In this paper, we introduce a basic LunaNet GNU Radio library, aiming to make full-stack lunar mission communications and networking easily accessible. The library implements pieces of the LunaNet Interoperability Specification (LNIS) - the protocol suite defined for international commercial and government lunar mission internetworking. The library is used with GNU Radio, a free, open-source software.
We describe a simple demonstration network, showing how to set up a basic signal transmitter and receiver conforming to the LNIS using GNU Radio, connected to a compliant host networking stack. The demonstration involves only an example from the suite of multiple different LNIS waveforms.
This work is designed to benefit any academic institution, government agency, commercial NewSpace company, or other organization that will design or develop mission endpoints and network elements to integrate with LunaNet. An open software library lowers the bar to developing reliably interoperable lunar missions and infrastructure. Using GNU Radio to lower the bar for labs to initially set up and working with LNIS-compliant systems can lead to more diverse and successful lunar exploration efforts.

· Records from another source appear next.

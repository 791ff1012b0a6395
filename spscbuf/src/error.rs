// Copyright (C) 2025 Category Labs, Inc.
//
// This program is free software: you can redistribute it and/or modify
// it under the terms of the GNU General Public License as published by
// the Free Software Foundation, either version 3 of the License, or
// (at your option) any later version.
//
// This program is distributed in the hope that it will be useful,
// but WITHOUT ANY WARRANTY; without even the implied warranty of
// MERCHANTABILITY or FITNESS FOR A PARTICULAR PURPOSE.  See the
// GNU General Public License for more details.
//
// You should have received a copy of the GNU General Public License
// along with this program.  If not, see <http://www.gnu.org/licenses/>.

use thiserror::Error;

#[derive(Error, Debug)]
pub enum SpscBufError {
    #[error("insufficient space in ring buffer. write cursor: {0}, read cursor: {1}, size: {2}")]
    InsufficientSpace(u32, u32, u32),

    #[error("invalid record size: {0}, buffer size: {1}")]
    InvalidRecordSize(usize, usize),
}
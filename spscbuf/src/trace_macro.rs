#[cfg(feature = "trace")]
#[macro_export]
macro_rules! spsc_trace {
    ($($arg:tt)*) => {
        ::tracing::trace!($($arg)*)
    };
}

#[cfg(not(feature = "trace"))]
#[macro_export]
macro_rules! spsc_trace {
    ($($arg:tt)*) => {};
}
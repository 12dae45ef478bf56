use std::sync::Arc;

use crate::mcp::backend::{AutomationInitializer, Initializer};
use crate::mcp::loader::Loader;
use crate::mcp::toolkit::ToolRegistry;
use crate::mcp::tools::build_registry;
use crate::shared::config::AppConfig;

#[derive(Clone)]
pub struct McpState {
    pub config: Arc<AppConfig>,
    pub loader: Arc<Loader>,
    pub registry: Arc<ToolRegistry>,
}

impl McpState {
    /// Build state over the real automation backends and start the eager
    /// load in the background.
    pub fn new(config: AppConfig) -> Self {
        let config = Arc::new(config);
        let initializer = Arc::new(AutomationInitializer::new(Arc::clone(&config)));
        Self::with_initializer(config, initializer)
    }

    pub fn with_initializer(config: Arc<AppConfig>, initializer: Arc<dyn Initializer>) -> Self {
        let loader = Arc::new(Loader::new(initializer));
        loader.spawn();
        let registry = Arc::new(build_registry(Arc::clone(&loader)));
        Self {
            config,
            loader,
            registry,
        }
    }
}
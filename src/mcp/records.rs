//! Decoder for the pseudo-record text that automation scripts print.
//!
//! Scripts emit one `{key:value, key:value}` group per result. The format is
//! always flat and values are never quoted, so decoding is a plain
//! brace-scan, comma-split, colon-split pipeline. Anything that does not fit
//! is skipped on its own without affecting the other records.

use std::collections::BTreeMap;

/// Fields of one pseudo-record. Values are raw, trimmed strings.
#[derive(Debug, Clone, Default, PartialEq, Eq)]
pub struct DecodedRecord {
    fields: BTreeMap<String, String>,
}

impl DecodedRecord {
    pub fn get(&self, key: &str) -> Option<&str> {
        self.fields.get(key).map(String::as_str)
    }

    /// Field value, or `default` when the field is missing or blank.
    pub fn get_or<'a>(&'a self, key: &str, default: &'a str) -> &'a str {
        self.get(key).filter(|v| !v.is_empty()).unwrap_or(default)
    }

    pub fn contains(&self, key: &str) -> bool {
        self.fields.contains_key(key)
    }

    pub fn is_empty(&self) -> bool {
        self.fields.is_empty()
    }

    pub fn insert(&mut self, key: impl Into<String>, value: impl Into<String>) {
        self.fields.insert(key.into(), value.into());
    }
}

impl<K: Into<String>, V: Into<String>> FromIterator<(K, V)> for DecodedRecord {
    fn from_iter<I: IntoIterator<Item = (K, V)>>(iter: I) -> Self {
        let mut record = DecodedRecord::default();
        for (k, v) in iter {
            record.insert(k, v);
        }
        record
    }
}

/// Decode every record in `raw` that `identifying` accepts, in input order.
pub fn decode<F>(raw: &str, identifying: F) -> Records<'_, F>
where
    F: Fn(&DecodedRecord) -> bool,
{
    Records {
        rest: raw,
        identifying,
    }
}

/// Predicate accepting records that carry at least one of `keys`.
pub fn identified_by<'k>(keys: &'k [&'k str]) -> impl Fn(&DecodedRecord) -> bool + 'k {
    move |record: &DecodedRecord| keys.iter().any(|key| record.contains(key))
}

/// Lazy iterator returned by [`decode`].
pub struct Records<'a, F> {
    rest: &'a str,
    identifying: F,
}

impl<F> Iterator for Records<'_, F>
where
    F: Fn(&DecodedRecord) -> bool,
{
    type Item = DecodedRecord;

    fn next(&mut self) -> Option<DecodedRecord> {
        loop {
            let body = next_candidate(&mut self.rest)?;
            let record = parse_fields(body);
            if !record.is_empty() && (self.identifying)(&record) {
                return Some(record);
            }
        }
    }
}

/// Advance `rest` past the next `{...}` group and return its inside.
///
/// An opener followed by another opener before any closer is unbalanced; the
/// scan restarts at the inner one.
fn next_candidate<'a>(rest: &mut &'a str) -> Option<&'a str> {
    loop {
        let open = rest.find('{')?;
        let after = &rest[open + 1..];
        match after.find(|c: char| c == '{' || c == '}') {
            Some(end) if after.as_bytes()[end] == b'}' => {
                *rest = &after[end + 1..];
                return Some(&after[..end]);
            }
            Some(inner) => *rest = &after[inner..],
            None => {
                *rest = "";
                return None;
            }
        }
    }
}

fn parse_fields(body: &str) -> DecodedRecord {
    let mut record = DecodedRecord::default();
    for fragment in body.split(',') {
        let Some((key, value)) = fragment.split_once(':') else {
            continue;
        };
        record.insert(key.trim(), value.trim());
    }
    record
}
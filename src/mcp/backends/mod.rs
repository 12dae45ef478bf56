//! One module per automation backend. Each exposes `connect()` (construct +
//! access probe, used by the initializer) and thin one-shot operations.

use serde::de::DeserializeOwned;

use crate::mcp::error::BackendResult;

pub mod calendar;
pub mod contacts;
pub mod mail;
pub mod maps;
pub mod messages;
pub mod notes;
pub mod reminders;
pub mod web_search;

/// Embed `value` in a JXA script as a JavaScript string literal.
pub(crate) fn js_literal(value: &str) -> String {
    // A JSON string is a valid JS string literal.
    serde_json::Value::String(value.to_string()).to_string()
}

/// Parse the `JSON.stringify` output of a JXA script. Empty output means no
/// results.
pub(crate) fn parse_json<T: DeserializeOwned + Default>(output: &str) -> BackendResult<T> {
    let trimmed = output.trim();
    if trimmed.is_empty() {
        return Ok(T::default());
    }
    Ok(serde_json::from_str(trimmed)?)
}

/// Tab separated lines as printed by list-style AppleScripts.
pub(crate) fn split_lines(output: &str) -> Vec<Vec<&str>> {
    output
        .lines()
        .map(str::trim_end)
        .filter(|line| !line.is_empty())
        .map(|line| line.split('\t').map(str::trim).collect())
        .collect()
}

#[cfg(test)]
mod tests {
    use super::*;

    #[test]
    fn test_js_literal_escapes_quotes() {
        assert_eq!(js_literal(r#"a "b""#), r#""a \"b\"""#);
        assert_eq!(js_literal("line\nbreak"), r#""line\nbreak""#);
    }

    #[test]
    fn test_parse_json_treats_empty_as_default() {
        let parsed: Vec<String> = parse_json("  ").unwrap();
        assert!(parsed.is_empty());
        let parsed: Vec<String> = parse_json(r#"["a"]"#).unwrap();
        assert_eq!(parsed, vec!["a".to_string()]);
    }

    #[test]
    fn test_split_lines_skips_blanks() {
        let rows = split_lines("Ann\t+1 555\n\nBob\t+1 666; +1 777\n");
        assert_eq!(rows.len(), 2);
        assert_eq!(rows[1], vec!["Bob", "+1 666; +1 777"]);
    }
}
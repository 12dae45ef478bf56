use serde_json::{json, Value};
use tracing::debug;

use crate::mcp::error::{McpError, McpResult};
use crate::mcp::models::{CallToolParams, JsonRpcRequest, JsonRpcResponse};
use crate::mcp::state::McpState;

const PROTOCOL_VERSION: &str = "2024-11-05";

/// Handle one raw JSON-RPC message. Notifications produce no response.
pub async fn handle_message(state: &McpState, raw: &str) -> Option<JsonRpcResponse> {
    let value: Value = match serde_json::from_str(raw) {
        Ok(value) => value,
        Err(e) => {
            return Some(JsonRpcResponse::failure(
                Value::Null,
                &McpError::Parse(e.to_string()),
            ))
        }
    };
    let id = value.get("id").cloned().unwrap_or(Value::Null);
    let request: JsonRpcRequest = match serde_json::from_value(value) {
        Ok(request) => request,
        Err(e) => {
            return Some(JsonRpcResponse::failure(
                id,
                &McpError::InvalidRequest(e.to_string()),
            ))
        }
    };
    handle_request(state, request).await
}

pub async fn handle_request(state: &McpState, request: JsonRpcRequest) -> Option<JsonRpcResponse> {
    let id = request.id.clone();
    debug!("JSON-RPC {} (id {:?})", request.method, id);
    let outcome = dispatch(state, request).await;

    let id = id?;
    Some(match outcome {
        Ok(result) => JsonRpcResponse::success(id, result),
        Err(err) => JsonRpcResponse::failure(id, &err),
    })
}

async fn dispatch(state: &McpState, request: JsonRpcRequest) -> McpResult<Value> {
    match request.method.as_str() {
        "initialize" => Ok(json!({
            "protocolVersion": PROTOCOL_VERSION,
            "capabilities": { "tools": {} },
            "serverInfo": {
                "name": "apple-tools",
                "version": env!("CARGO_PKG_VERSION")
            }
        })),
        "notifications/initialized" | "initialized" => Ok(Value::Null),
        "ping" => Ok(json!({})),
        "tools/list" => Ok(json!({ "tools": state.registry.descriptors() })),
        "tools/call" => {
            let params = request
                .params
                .ok_or_else(|| McpError::InvalidParams("missing params".to_string()))?;
            let params: CallToolParams = serde_json::from_value(params)
                .map_err(|e| McpError::InvalidParams(e.to_string()))?;
            let args = params.arguments.unwrap_or_else(|| json!({}));
            let response = state.registry.invoke_tool(&params.name, args).await;
            serde_json::to_value(response).map_err(|e| McpError::Internal(e.into()))
        }
        other => Err(McpError::MethodNotFound(other.to_string())),
    }
}

#[cfg(test)]
mod tests {
    use std::sync::Arc;

    use super::*;
    use crate::mcp::cache::testing::FakeInitializer;
    use crate::shared::config::AppConfig;

    fn state() -> McpState {
        McpState::with_initializer(
            Arc::new(AppConfig::default()),
            Arc::new(FakeInitializer::new()),
        )
    }

    #[tokio::test(start_paused = true)]
    async fn test_initialize_reports_tools_capability() {
        let resp = handle_message(&state(), r#"{"jsonrpc":"2.0","id":1,"method":"initialize"}"#)
            .await
            .unwrap();
        let result = resp.result.unwrap();
        assert_eq!(result["protocolVersion"], PROTOCOL_VERSION);
        assert!(result["capabilities"]["tools"].is_object());
    }

    #[tokio::test(start_paused = true)]
    async fn test_tools_list_has_eight_tools() {
        let resp = handle_message(&state(), r#"{"jsonrpc":"2.0","id":2,"method":"tools/list"}"#)
            .await
            .unwrap();
        let tools = resp.result.unwrap()["tools"].as_array().unwrap().len();
        assert_eq!(tools, 8);
    }

    #[tokio::test(start_paused = true)]
    async fn test_notification_gets_no_response() {
        let resp = handle_message(
            &state(),
            r#"{"jsonrpc":"2.0","method":"notifications/initialized"}"#,
        )
        .await;
        assert!(resp.is_none());
    }

    #[tokio::test(start_paused = true)]
    async fn test_protocol_errors_use_json_rpc_codes() {
        let state = state();

        let resp = handle_message(&state, "{not json").await.unwrap();
        assert_eq!(resp.error.unwrap().code, -32700);

        let resp = handle_message(&state, r#"{"jsonrpc":"2.0","id":9}"#).await.unwrap();
        assert_eq!(resp.id, json!(9));
        assert_eq!(resp.error.unwrap().code, -32600);

        let resp = handle_message(&state, r#"{"jsonrpc":"2.0","id":3,"method":"bogus"}"#)
            .await
            .unwrap();
        assert_eq!(resp.error.unwrap().code, -32601);

        let resp = handle_message(&state, r#"{"jsonrpc":"2.0","id":4,"method":"tools/call"}"#)
            .await
            .unwrap();
        assert_eq!(resp.error.unwrap().code, -32602);
    }

    #[tokio::test(start_paused = true)]
    async fn test_tool_failure_is_a_result_not_an_error() {
        let resp = handle_message(
            &state(),
            r#"{"jsonrpc":"2.0","id":5,"method":"tools/call","params":{"name":"notes","arguments":{"operation":"explode"}}}"#,
        )
        .await
        .unwrap();
        assert!(resp.error.is_none());
        assert_eq!(resp.result.unwrap()["isError"], true);
    }
}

Easy and cheap availability of Berkeley Unix and the TCP/IP stack helped to spur widespread adoption and innovation in the early days of the Internet. LunaNet can be viewed as analogous to the Internet for the moon, and will similarly benefit from an easily available general-purpose stack that works with free or low-cost components (e.g. GNU Radio and commodity software defined radio hardware platforms). This will facilitate growth of LunaNet and strong interoperability for new players including small companies, academic institutions, and other organizations without traditional deep-space communications background and related infrastructure and capabilities. Since LNIS adopts an open-standard approach, it could also foster broader usage and innovation for some of the newer technologies (e.g. delay-tolerant networking, lunar navigation, messaging, etc.) within the stack, since the GNU Radio approach is well-suited to lab research and development activities.